• _What needs to be done_:
Do any lines in the data below contain "order"? If so, copy every one of them.

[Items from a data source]
○ ○ ○

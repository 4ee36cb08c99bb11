//! Chess rules and game state.
//!
//! An 8×8 mailbox board indexed by (row, col) with row 0 as rank 8. Every
//! piece carries a `moved` flag, which is all castling legality needs.
//! Moves are generated pseudo-legally and filtered by playing them on the
//! live game and taking them back.
//!
//! # Example
//! ```
//! use chess_rules_ai::board::{Game, SearchConfig, SearchEngine};
//!
//! let mut game = Game::new();
//! println!("Starting position has {} legal moves", game.all_legal_moves().len());
//!
//! let mut engine = SearchEngine::new(SearchConfig::with_depth(2));
//! let best = engine.find_best_move(&mut game).expect("a legal move");
//! game.move_piece(best.from, best.to, None);
//! assert_eq!(game.history().len(), 1);
//! ```

mod attacks;
mod error;
mod eval;
mod fen;
mod game;
mod grid;
mod make_unmake;
mod movegen;
mod notation;
pub mod search;
mod state;
mod types;

#[cfg(test)]
mod tests;

pub use error::{FenError, MoveError, SquareError};
pub use eval::{
    material_balance, terminal_score, Evaluator, MaterialEvaluator, DEFAULT_CHECK_BONUS,
    MATE_SCORE,
};
pub use game::GameStatus;
pub use grid::Board;
pub use notation::parse_move;
pub use search::{SearchConfig, SearchEngine, SearchResult, SearchStats};
pub use state::{Game, MoveRecord};
pub use types::{Color, Move, Piece, PieceKind, Position};
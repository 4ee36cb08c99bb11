//! Position setup from FEN text.
//!
//! The castling field maps onto moved flags: a king or rook on its home
//! square counts as unmoved only when a castling letter vouches for it.
//! Pawns are unmoved exactly when they stand on their starting row.

use std::str::FromStr;

use super::error::FenError;
use super::{Board, Color, Game, Piece, PieceKind, Position};

/// (castling letter, color, rook column)
const CASTLING_LETTERS: [(char, Color, usize); 4] = [
    ('K', Color::White, 7),
    ('Q', Color::White, 0),
    ('k', Color::Black, 7),
    ('q', Color::Black, 0),
];

const KING_COL: usize = 4;

impl Game {
    /// Parse a game position from FEN notation.
    ///
    /// Returns an error if the FEN string is invalid, including an
    /// en-passant square no double push could have left. Move counters,
    /// when present, are ignored. A position where the side to move has no
    /// legal move starts out game over.
    pub fn try_from_fen(fen: &str) -> Result<Self, FenError> {
        let parts: Vec<&str> = fen.split_whitespace().collect();
        if parts.len() < 4 {
            return Err(FenError::TooFewParts { found: parts.len() });
        }

        let mut board = parse_placement(parts[0])?;

        let side_to_move = match parts[1] {
            "w" => Color::White,
            "b" => Color::Black,
            other => {
                return Err(FenError::InvalidSideToMove {
                    found: other.to_string(),
                })
            }
        };

        for c in parts[2].chars() {
            if c == '-' {
                continue;
            }
            let (_, color, rook_col) = CASTLING_LETTERS
                .iter()
                .copied()
                .find(|(letter, _, _)| *letter == c)
                .ok_or(FenError::InvalidCastling { char: c })?;
            let row = color.back_row();
            let king_sq = Position::new_unchecked(row, KING_COL);
            let rook_sq = Position::new_unchecked(row, rook_col);
            if let (Some(king), Some(rook)) = (board.get(king_sq), board.get(rook_sq)) {
                if king.is(PieceKind::King, color) && rook.is(PieceKind::Rook, color) {
                    board.place(king_sq, Piece::new(PieceKind::King, color));
                    board.place(rook_sq, Piece::new(PieceKind::Rook, color));
                }
            }
        }

        let en_passant = match parts[3] {
            "-" => None,
            text => {
                let invalid = || FenError::InvalidEnPassant {
                    found: text.to_string(),
                };
                let target = text.parse::<Position>().map_err(|_| invalid())?;
                if !double_push_left(&board, target, side_to_move.opposite()) {
                    return Err(invalid());
                }
                Some(target)
            }
        };

        let mut game = Game::from_parts(board, side_to_move, en_passant);
        game.game_over = !game.has_legal_move(side_to_move);
        Ok(game)
    }

    /// Parse a game position from FEN notation.
    ///
    /// # Panics
    /// Panics if the FEN string is invalid. Use `try_from_fen` for fallible parsing.
    #[must_use]
    pub fn from_fen(fen: &str) -> Self {
        Self::try_from_fen(fen).expect("Invalid FEN string")
    }

    /// Convert the position to FEN notation. Move counters are written as `0 1`.
    #[must_use]
    pub fn to_fen(&self) -> String {
        let mut rows: Vec<String> = Vec::with_capacity(8);
        for row in 0..8 {
            let mut text = String::new();
            let mut empty = 0;
            for col in 0..8 {
                match self.board.get(Position::new_unchecked(row, col)) {
                    Some(piece) => {
                        if empty > 0 {
                            text.push_str(&empty.to_string());
                            empty = 0;
                        }
                        text.push(piece.to_fen_char());
                    }
                    None => empty += 1,
                }
            }
            if empty > 0 {
                text.push_str(&empty.to_string());
            }
            rows.push(text);
        }

        let active = if self.white_to_move() { "w" } else { "b" };

        let castling: String = CASTLING_LETTERS
            .iter()
            .filter(|(_, color, rook_col)| self.castling_available(*color, *rook_col))
            .map(|(letter, _, _)| *letter)
            .collect();
        let castling = if castling.is_empty() {
            "-".to_string()
        } else {
            castling
        };

        let en_passant = self
            .en_passant
            .map_or_else(|| "-".to_string(), |sq| sq.to_string());

        format!("{} {active} {castling} {en_passant} 0 1", rows.join("/"))
    }

    /// King and rook both unmoved on their home squares.
    fn castling_available(&self, color: Color, rook_col: usize) -> bool {
        let row = color.back_row();
        let unmoved = |col: usize, kind: PieceKind| {
            self.board
                .get(Position::new_unchecked(row, col))
                .is_some_and(|p| p.is(kind, color) && !p.moved)
        };
        unmoved(KING_COL, PieceKind::King) && unmoved(rook_col, PieceKind::Rook)
    }
}

/// Whether a pawn of `pusher` could just have double-stepped over `target`:
/// the square is on the skipped row, empty, and the pawn stands beyond it.
fn double_push_left(board: &Board, target: Position, pusher: Color) -> bool {
    let dir = pusher.pawn_direction();
    let skipped_row = pusher.pawn_row() as isize + dir;
    target.row() as isize == skipped_row
        && board.is_empty_at(target)
        && target
            .offset(dir, 0)
            .and_then(|pos| board.get(pos))
            .is_some_and(|piece| piece.is(PieceKind::Pawn, pusher))
}

fn parse_placement(placement: &str) -> Result<Board, FenError> {
    let ranks: Vec<&str> = placement.split('/').collect();
    if ranks.len() != 8 {
        return Err(FenError::InvalidRankCount { found: ranks.len() });
    }

    let mut board = Board::empty();
    for (row, rank) in ranks.iter().enumerate() {
        let mut col = 0;
        for c in rank.chars() {
            if let Some(skip) = c.to_digit(10) {
                col += skip as usize;
                continue;
            }
            let kind = PieceKind::from_char(c).ok_or(FenError::InvalidPiece { char: c })?;
            let color = if c.is_ascii_uppercase() {
                Color::White
            } else {
                Color::Black
            };
            let Some(pos) = Position::new(row, col) else {
                return Err(FenError::InvalidRankLength {
                    rank: 8 - row,
                    files: col + 1,
                });
            };
            let moved = match kind {
                PieceKind::Pawn => row != color.pawn_row(),
                // Unmoved only if the castling field says so.
                PieceKind::King | PieceKind::Rook => true,
                _ => false,
            };
            board.place(pos, Piece { kind, color, moved });
            col += 1;
        }
        if col != 8 {
            return Err(FenError::InvalidRankLength {
                rank: 8 - row,
                files: col,
            });
        }
    }
    Ok(board)
}

impl FromStr for Game {
    type Err = FenError;

    fn from_str(s: &str) -> Result<Self, Self::Err> {
        Game::try_from_fen(s)
    }
}
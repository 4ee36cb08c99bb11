use std::fmt;

use crate::board::Move;

/// Statistics tracked during search
#[derive(Clone, Copy, Debug, Default, PartialEq, Eq)]
pub struct SearchStats {
    pub nodes: u64,
    pub quiescence_nodes: u64,
    pub tt_hits: u64,
    pub tt_cutoffs: u64,
}

impl fmt::Display for SearchStats {
    fn fmt(&self, f: &mut fmt::Formatter<'_>) -> fmt::Result {
        write!(
            f,
            "nodes {} qnodes {} tt_hits {} tt_cutoffs {}",
            self.nodes, self.quiescence_nodes, self.tt_hits, self.tt_cutoffs
        )
    }
}

/// Outcome of a root search.
#[derive(Clone, Debug)]
pub struct SearchResult {
    /// The chosen move, `None` when the side to move has no legal move
    pub best_move: Option<Move>,
    /// Score of the best move (White-positive); the terminal score when there is none
    pub score: f64,
    /// Every root move that reached `score`, in search order
    pub candidates: Vec<Move>,
    pub stats: SearchStats,
}

impl SearchResult {
    /// More than one root move shared the best score.
    #[must_use]
    pub fn is_tie(&self) -> bool {
        self.candidates.len() > 1
    }
}
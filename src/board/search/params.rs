#[cfg(feature = "serde")]
use serde::{Deserialize, Serialize};

/// Default search depth in plies.
pub const DEFAULT_DEPTH: u32 = 3;

/// Search configuration, independent of any game.
#[derive(Clone, Debug, PartialEq, Eq)]
#[cfg_attr(feature = "serde", derive(Serialize, Deserialize))]
pub struct SearchConfig {
    /// Plies searched before quiescence takes over (at least 1)
    pub depth: u32,
    /// Probe and store the transposition table
    pub use_transposition_table: bool,
    /// Seed for choosing among equally scored moves; `None` draws from entropy
    pub seed: Option<u64>,
}

impl Default for SearchConfig {
    fn default() -> Self {
        SearchConfig {
            depth: DEFAULT_DEPTH,
            use_transposition_table: true,
            seed: None,
        }
    }
}

impl SearchConfig {
    #[must_use]
    pub fn with_depth(depth: u32) -> Self {
        SearchConfig {
            depth: depth.max(1),
            ..Self::default()
        }
    }
}
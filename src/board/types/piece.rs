//! Piece and color types.

use std::fmt;

#[cfg(feature = "serde")]
use serde::{Deserialize, Serialize};

/// Chess piece types.
#[derive(Clone, Copy, PartialEq, Eq, Hash, Debug)]
#[cfg_attr(feature = "serde", derive(Serialize, Deserialize))]
pub enum PieceKind {
    Pawn,
    Knight,
    Bishop,
    Rook,
    Queen,
    King,
}

impl PieceKind {
    /// All piece types in index order
    pub const ALL: [PieceKind; 6] = [
        PieceKind::Pawn,
        PieceKind::Knight,
        PieceKind::Bishop,
        PieceKind::Rook,
        PieceKind::Queen,
        PieceKind::King,
    ];

    #[inline]
    #[must_use]
    pub(crate) const fn index(self) -> usize {
        match self {
            PieceKind::Pawn => 0,
            PieceKind::Knight => 1,
            PieceKind::Bishop => 2,
            PieceKind::Rook => 3,
            PieceKind::Queen => 4,
            PieceKind::King => 5,
        }
    }

    /// Uppercase letter used in move notation (`P`, `N`, `B`, `R`, `Q`, `K`)
    #[inline]
    #[must_use]
    pub const fn letter(self) -> char {
        match self {
            PieceKind::Pawn => 'P',
            PieceKind::Knight => 'N',
            PieceKind::Bishop => 'B',
            PieceKind::Rook => 'R',
            PieceKind::Queen => 'Q',
            PieceKind::King => 'K',
        }
    }

    /// Parse a piece from a letter of either case.
    #[must_use]
    pub fn from_char(c: char) -> Option<PieceKind> {
        match c.to_ascii_lowercase() {
            'p' => Some(PieceKind::Pawn),
            'n' => Some(PieceKind::Knight),
            'b' => Some(PieceKind::Bishop),
            'r' => Some(PieceKind::Rook),
            'q' => Some(PieceKind::Queen),
            'k' => Some(PieceKind::King),
            _ => None,
        }
    }

    /// Resolve a promotion choice. Anything that is not R, B or N
    /// (including a missing choice) promotes to a queen.
    #[must_use]
    pub fn from_promotion_char(c: Option<char>) -> PieceKind {
        match c.and_then(PieceKind::from_char) {
            Some(kind @ (PieceKind::Rook | PieceKind::Bishop | PieceKind::Knight)) => kind,
            _ => PieceKind::Queen,
        }
    }

    /// Material value in pawn-tenths.
    ///
    /// Pawn=10, Knight=30, Bishop=30, Rook=50, Queen=90, King=20000.
    /// The king value is inflated so that no exchange ever trades it.
    #[inline]
    #[must_use]
    pub const fn value(self) -> i32 {
        match self {
            PieceKind::Pawn => 10,
            PieceKind::Knight | PieceKind::Bishop => 30,
            PieceKind::Rook => 50,
            PieceKind::Queen => 90,
            PieceKind::King => 20000,
        }
    }

    /// Returns true if this piece attacks along diagonals (Bishop, Queen)
    #[inline]
    #[must_use]
    pub const fn attacks_diagonally(self) -> bool {
        matches!(self, PieceKind::Bishop | PieceKind::Queen)
    }

    /// Returns true if this piece attacks along ranks and files (Rook, Queen)
    #[inline]
    #[must_use]
    pub const fn attacks_straight(self) -> bool {
        matches!(self, PieceKind::Rook | PieceKind::Queen)
    }
}

/// Chess colors.
#[derive(Clone, Copy, PartialEq, Eq, Hash, Debug)]
#[cfg_attr(feature = "serde", derive(Serialize, Deserialize))]
pub enum Color {
    White,
    Black,
}

impl Color {
    /// Both colors in index order (White=0, Black=1)
    pub const BOTH: [Color; 2] = [Color::White, Color::Black];

    #[inline]
    #[must_use]
    pub(crate) const fn index(self) -> usize {
        match self {
            Color::White => 0,
            Color::Black => 1,
        }
    }

    #[inline]
    #[must_use]
    pub const fn opposite(self) -> Color {
        match self {
            Color::White => Color::Black,
            Color::Black => Color::White,
        }
    }

    /// Row delta of a single pawn step. Row 0 is rank 8, so white moves up (-1).
    #[inline]
    #[must_use]
    pub const fn pawn_direction(self) -> isize {
        match self {
            Color::White => -1,
            Color::Black => 1,
        }
    }

    /// Row holding this side's king and rooks at the start.
    #[inline]
    #[must_use]
    pub const fn back_row(self) -> usize {
        match self {
            Color::White => 7,
            Color::Black => 0,
        }
    }

    /// Row this side's pawns start on (double steps are allowed from here).
    #[inline]
    #[must_use]
    pub const fn pawn_row(self) -> usize {
        match self {
            Color::White => 6,
            Color::Black => 1,
        }
    }

    /// Row on which this side's pawns promote.
    #[inline]
    #[must_use]
    pub const fn promotion_row(self) -> usize {
        match self {
            Color::White => 0,
            Color::Black => 7,
        }
    }
}

impl fmt::Display for Color {
    fn fmt(&self, f: &mut fmt::Formatter<'_>) -> fmt::Result {
        match self {
            Color::White => write!(f, "white"),
            Color::Black => write!(f, "black"),
        }
    }
}

/// A piece as it sits on a square: type, owner, and whether it has moved.
#[derive(Clone, Copy, PartialEq, Eq, Hash, Debug)]
#[cfg_attr(feature = "serde", derive(Serialize, Deserialize))]
pub struct Piece {
    pub kind: PieceKind,
    pub color: Color,
    pub moved: bool,
}

impl Piece {
    /// An unmoved piece.
    #[inline]
    #[must_use]
    pub const fn new(kind: PieceKind, color: Color) -> Self {
        Piece {
            kind,
            color,
            moved: false,
        }
    }

    #[inline]
    #[must_use]
    pub const fn is(self, kind: PieceKind, color: Color) -> bool {
        self.kind.index() == kind.index() && self.color.index() == color.index()
    }

    /// FEN letter: uppercase for white, lowercase for black.
    #[must_use]
    pub fn to_fen_char(self) -> char {
        let c = self.kind.letter();
        if self.color == Color::White {
            c
        } else {
            c.to_ascii_lowercase()
        }
    }
}
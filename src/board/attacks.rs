//! Square attack detection.
//!
//! `is_square_attacked` scans outward from the target square and never
//! generates moves, so check detection cannot recurse into legality
//! filtering.

use super::{Board, Color, Game, PieceKind, Position};

pub(crate) const KNIGHT_JUMPS: [(isize, isize); 8] = [
    (-2, -1),
    (-2, 1),
    (-1, -2),
    (-1, 2),
    (1, -2),
    (1, 2),
    (2, -1),
    (2, 1),
];

pub(crate) const KING_STEPS: [(isize, isize); 8] = [
    (-1, -1),
    (-1, 0),
    (-1, 1),
    (0, -1),
    (0, 1),
    (1, -1),
    (1, 0),
    (1, 1),
];

pub(crate) const STRAIGHT_RAYS: [(isize, isize); 4] = [(-1, 0), (1, 0), (0, -1), (0, 1)];

pub(crate) const DIAGONAL_RAYS: [(isize, isize); 4] = [(-1, -1), (-1, 1), (1, -1), (1, 1)];

impl Board {
    /// Whether any piece of `by` attacks `sq`.
    #[must_use]
    pub fn is_square_attacked(&self, sq: Position, by: Color) -> bool {
        let holds = |pos: Option<Position>, kind: PieceKind| {
            pos.and_then(|p| self.get(p))
                .is_some_and(|piece| piece.is(kind, by))
        };

        // An attacking pawn sits one step behind `sq` from its own point of view.
        let pawn_row = -by.pawn_direction();
        if holds(sq.offset(pawn_row, -1), PieceKind::Pawn)
            || holds(sq.offset(pawn_row, 1), PieceKind::Pawn)
        {
            return true;
        }

        if KNIGHT_JUMPS
            .iter()
            .any(|&(dr, dc)| holds(sq.offset(dr, dc), PieceKind::Knight))
        {
            return true;
        }

        if KING_STEPS
            .iter()
            .any(|&(dr, dc)| holds(sq.offset(dr, dc), PieceKind::King))
        {
            return true;
        }

        self.ray_attack(sq, by, &STRAIGHT_RAYS, PieceKind::attacks_straight)
            || self.ray_attack(sq, by, &DIAGONAL_RAYS, PieceKind::attacks_diagonally)
    }

    fn ray_attack(
        &self,
        sq: Position,
        by: Color,
        rays: &[(isize, isize)],
        slides: fn(PieceKind) -> bool,
    ) -> bool {
        for &(dr, dc) in rays {
            let mut cursor = sq.offset(dr, dc);
            while let Some(pos) = cursor {
                if let Some(piece) = self.get(pos) {
                    if piece.color == by && slides(piece.kind) {
                        return true;
                    }
                    break;
                }
                cursor = pos.offset(dr, dc);
            }
        }
        false
    }
}

impl Game {
    /// Whether `color`'s king is attacked. A side without a king is never in check.
    #[must_use]
    pub fn in_check(&self, color: Color) -> bool {
        self.board
            .find_king(color)
            .is_some_and(|king| self.board.is_square_attacked(king, color.opposite()))
    }

    #[must_use]
    pub fn is_square_attacked(&self, sq: Position, by: Color) -> bool {
        self.board.is_square_attacked(sq, by)
    }
}
//! Front-end flows through the public game API.

use chess_rules_ai::board::{parse_move, FenError, MoveError, SquareError};
use chess_rules_ai::{Color, Game, GameStatus, PieceKind, Position};

fn sq(name: &str) -> Position {
    name.parse().expect("valid square")
}

#[test]
fn squares_parse_and_print() {
    let e4 = sq("e4");
    assert_eq!((e4.row(), e4.col()), (4, 4));
    assert_eq!(e4.to_string(), "e4");
    assert_eq!(sq("a8"), Position::new(0, 0).expect("on board"));
    assert_eq!(sq("h1"), Position::new(7, 7).expect("on board"));
    assert!(Position::new(8, 0).is_none());

    assert_eq!(
        "i4".parse::<Position>(),
        Err(SquareError::FileOutOfBounds { file: 'i' })
    );
    assert_eq!(
        "a0".parse::<Position>(),
        Err(SquareError::RankOutOfBounds { rank: '0' })
    );
    assert!("e44".parse::<Position>().is_err());
}

#[test]
fn starting_position() {
    let mut game = Game::new();
    assert_eq!(game.side_to_move(), Color::White);
    assert_eq!(game.all_legal_moves().len(), 20);
    assert_eq!(
        game.to_fen(),
        "rnbqkbnr/pppppppp/8/8/8/8/PPPPPPPP/RNBQKBNR w KQkq - 0 1"
    );
    let king = game.piece_at(sq("e1")).expect("white king");
    assert!(king.is(PieceKind::King, Color::White));
    assert!(!king.moved);
    assert_eq!(game.status(), GameStatus::Ongoing);
}

#[test]
fn pawn_targets_from_start() {
    let mut game = Game::new();
    assert_eq!(game.legal_moves_from(sq("e2")), vec![sq("e3"), sq("e4")]);
    assert_eq!(game.legal_moves_from(sq("g1")).len(), 2);
    // Black pieces have no moves while White is to move.
    assert!(game.legal_moves_from(sq("e7")).is_empty());
    assert!(game.legal_moves_from(sq("e4")).is_empty());
}

#[test]
fn moves_alternate_and_record_history() {
    let mut game = Game::new();
    game.move_piece(sq("e2"), sq("e4"), None);
    game.move_piece(sq("e2"), sq("e3"), None); // empty square, ignored
    game.move_piece(sq("e7"), sq("e5"), None);
    game.move_piece(sq("g1"), sq("f3"), None);

    assert_eq!(game.history(), ["e2-e4", "e7-e5", "g1-f3"]);
    assert_eq!(game.side_to_move(), Color::Black);
    assert!(game.piece_at(sq("f3")).is_some_and(|p| p.moved));
}

#[test]
fn move_text_is_accepted() {
    let mut game = Game::new();
    assert_eq!(game.try_move_text("e2e4"), Ok(()));
    assert_eq!(game.try_move_text("e7-e5"), Ok(()));
    assert_eq!(
        game.try_move_text("e4e5"),
        Err(MoveError::IllegalMove {
            from: sq("e4"),
            to: sq("e5")
        })
    );
    let (mv, promotion) = parse_move("b7-b8=R").expect("parse");
    assert_eq!((mv.from, mv.to, promotion), (sq("b7"), sq("b8"), Some('R')));
}

#[test]
fn errors_display_readably() {
    let err = MoveError::WrongSide {
        square: sq("e7"),
        to_move: Color::White,
    };
    assert_eq!(
        err.to_string(),
        "Piece on e7 does not belong to white, who is to move"
    );
    assert_eq!(MoveError::GameOver.to_string(), "The game is over");
    let err: Box<dyn std::error::Error> = Box::new(FenError::TooFewParts { found: 1 });
    assert!(err.to_string().contains("found 1"));
}

#[test]
fn fen_round_trip_and_errors() {
    let fen = "r3k2r/p1ppqpb1/bn2pnp1/3PN3/1p2P3/2N2Q1p/PPPBBPPP/R3K2R w KQkq - 0 1";
    let game: Game = fen.parse().expect("valid FEN");
    assert_eq!(game.to_fen(), fen);

    let ep = Game::try_from_fen("rnbqkbnr/ppp1p1pp/8/3pPp2/8/8/PPPP1PPP/RNBQKBNR w KQkq f6 0 3")
        .expect("valid FEN");
    assert_eq!(ep.en_passant_target(), Some(sq("f6")));

    assert_eq!(
        Game::try_from_fen("8/8/8 w").err(),
        Some(FenError::TooFewParts { found: 2 })
    );
    assert_eq!(
        Game::try_from_fen("8/8/8/8/8/8/8 w - - 0 1").err(),
        Some(FenError::InvalidRankCount { found: 7 })
    );
    assert_eq!(
        Game::try_from_fen("8/8/8/8/8/8/8/7 w - - 0 1").err(),
        Some(FenError::InvalidRankLength { rank: 1, files: 7 })
    );
    assert_eq!(
        Game::try_from_fen("8/8/8/8/8/8/8/7x w - - 0 1").err(),
        Some(FenError::InvalidPiece { char: 'x' })
    );
    assert_eq!(
        Game::try_from_fen("8/8/8/8/8/8/8/8 x - - 0 1").err(),
        Some(FenError::InvalidSideToMove {
            found: "x".to_string()
        })
    );
    assert_eq!(
        Game::try_from_fen("8/8/8/8/8/8/8/8 w Z - 0 1").err(),
        Some(FenError::InvalidCastling { char: 'Z' })
    );
    assert_eq!(
        Game::try_from_fen("8/8/8/8/8/8/8/8 w - z9 0 1").err(),
        Some(FenError::InvalidEnPassant {
            found: "z9".to_string()
        })
    );
}

#[test]
fn castling_field_controls_castling() {
    let mut with_rights = Game::from_fen("r3k2r/8/8/8/8/8/8/R3K2R w KQkq - 0 1");
    let mut without = Game::from_fen("r3k2r/8/8/8/8/8/8/R3K2R w - - 0 1");
    assert_eq!(with_rights.legal_moves_from(sq("e1")).len(), 7);
    assert_eq!(without.legal_moves_from(sq("e1")).len(), 5);
    assert_eq!(without.to_fen(), "r3k2r/8/8/8/8/8/8/R3K2R w - - 0 1");
}

#[test]
fn hash_tracks_position_not_history() {
    let mut a = Game::new();
    let mut b = Game::new();
    for text in ["g1f3", "g8f6", "b1c3"] {
        a.try_move_text(text).expect("legal");
    }
    for text in ["b1c3", "g8f6", "g1f3"] {
        b.try_move_text(text).expect("legal");
    }
    assert_eq!(a.hash(), b.hash());
    assert_ne!(a.hash(), Game::new().hash());
    assert_ne!(a.history(), b.history());
}

#[test]
fn game_over_blocks_further_moves() {
    let mut game = Game::new();
    for text in ["f2f3", "e7e5", "g2g4", "d8h4"] {
        game.try_move_text(text).expect("legal");
    }
    assert_eq!(
        game.status(),
        GameStatus::Checkmate {
            winner: Color::Black
        }
    );
    let fen = game.to_fen();
    game.move_piece(sq("a2"), sq("a3"), None);
    assert_eq!(game.to_fen(), fen);

    game.new_game();
    assert_eq!(game.try_move_text("a2a3"), Ok(()));
}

○ ○ ○

• _Task solution_:
    /// Every root move that reached `score`, in search order
    /// All piece types in index order
    /// Both colors in index order (White=0, Black=1)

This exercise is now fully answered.